_WHAT IS REQUIRED:_ From the line containing "filename src/server/mod.rs" to the last line of the records, please reproduce every line exactly and nothing more.

_RECORDS SHOWN:_

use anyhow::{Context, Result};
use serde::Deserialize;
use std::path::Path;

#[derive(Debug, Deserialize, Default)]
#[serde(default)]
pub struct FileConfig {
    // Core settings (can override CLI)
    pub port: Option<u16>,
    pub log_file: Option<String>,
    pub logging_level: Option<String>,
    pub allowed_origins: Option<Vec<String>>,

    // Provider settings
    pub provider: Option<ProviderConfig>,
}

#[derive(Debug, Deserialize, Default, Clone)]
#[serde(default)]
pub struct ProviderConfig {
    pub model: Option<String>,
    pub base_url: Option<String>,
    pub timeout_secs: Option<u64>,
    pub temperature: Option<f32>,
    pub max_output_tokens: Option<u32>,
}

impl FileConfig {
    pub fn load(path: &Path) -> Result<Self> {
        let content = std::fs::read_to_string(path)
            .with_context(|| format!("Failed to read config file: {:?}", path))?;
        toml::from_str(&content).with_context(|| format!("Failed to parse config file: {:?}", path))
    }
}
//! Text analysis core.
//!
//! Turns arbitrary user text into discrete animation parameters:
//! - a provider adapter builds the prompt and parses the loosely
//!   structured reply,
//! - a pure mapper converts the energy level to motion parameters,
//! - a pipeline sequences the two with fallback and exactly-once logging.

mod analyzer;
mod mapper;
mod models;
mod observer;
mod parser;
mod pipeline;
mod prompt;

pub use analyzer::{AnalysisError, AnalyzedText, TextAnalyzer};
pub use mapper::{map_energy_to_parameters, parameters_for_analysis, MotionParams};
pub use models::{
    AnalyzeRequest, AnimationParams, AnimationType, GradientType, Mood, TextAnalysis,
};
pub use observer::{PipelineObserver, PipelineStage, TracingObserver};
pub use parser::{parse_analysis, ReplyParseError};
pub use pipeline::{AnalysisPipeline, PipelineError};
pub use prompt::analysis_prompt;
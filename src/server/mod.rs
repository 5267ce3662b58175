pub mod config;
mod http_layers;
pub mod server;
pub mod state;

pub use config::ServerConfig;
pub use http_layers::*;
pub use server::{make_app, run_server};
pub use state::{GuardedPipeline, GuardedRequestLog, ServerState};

_SOLUTION FOR THIS PROBLEM:_
filename src/server/mod.rs
repository 5267ce3662b58175
pub mod config;
mod http_layers;
pub mod server;
pub mod state;

pub use config::ServerConfig;
pub use http_layers::*;
pub use server::{make_app, run_server};
pub use state::{GuardedPipeline, GuardedRequestLog, ServerState};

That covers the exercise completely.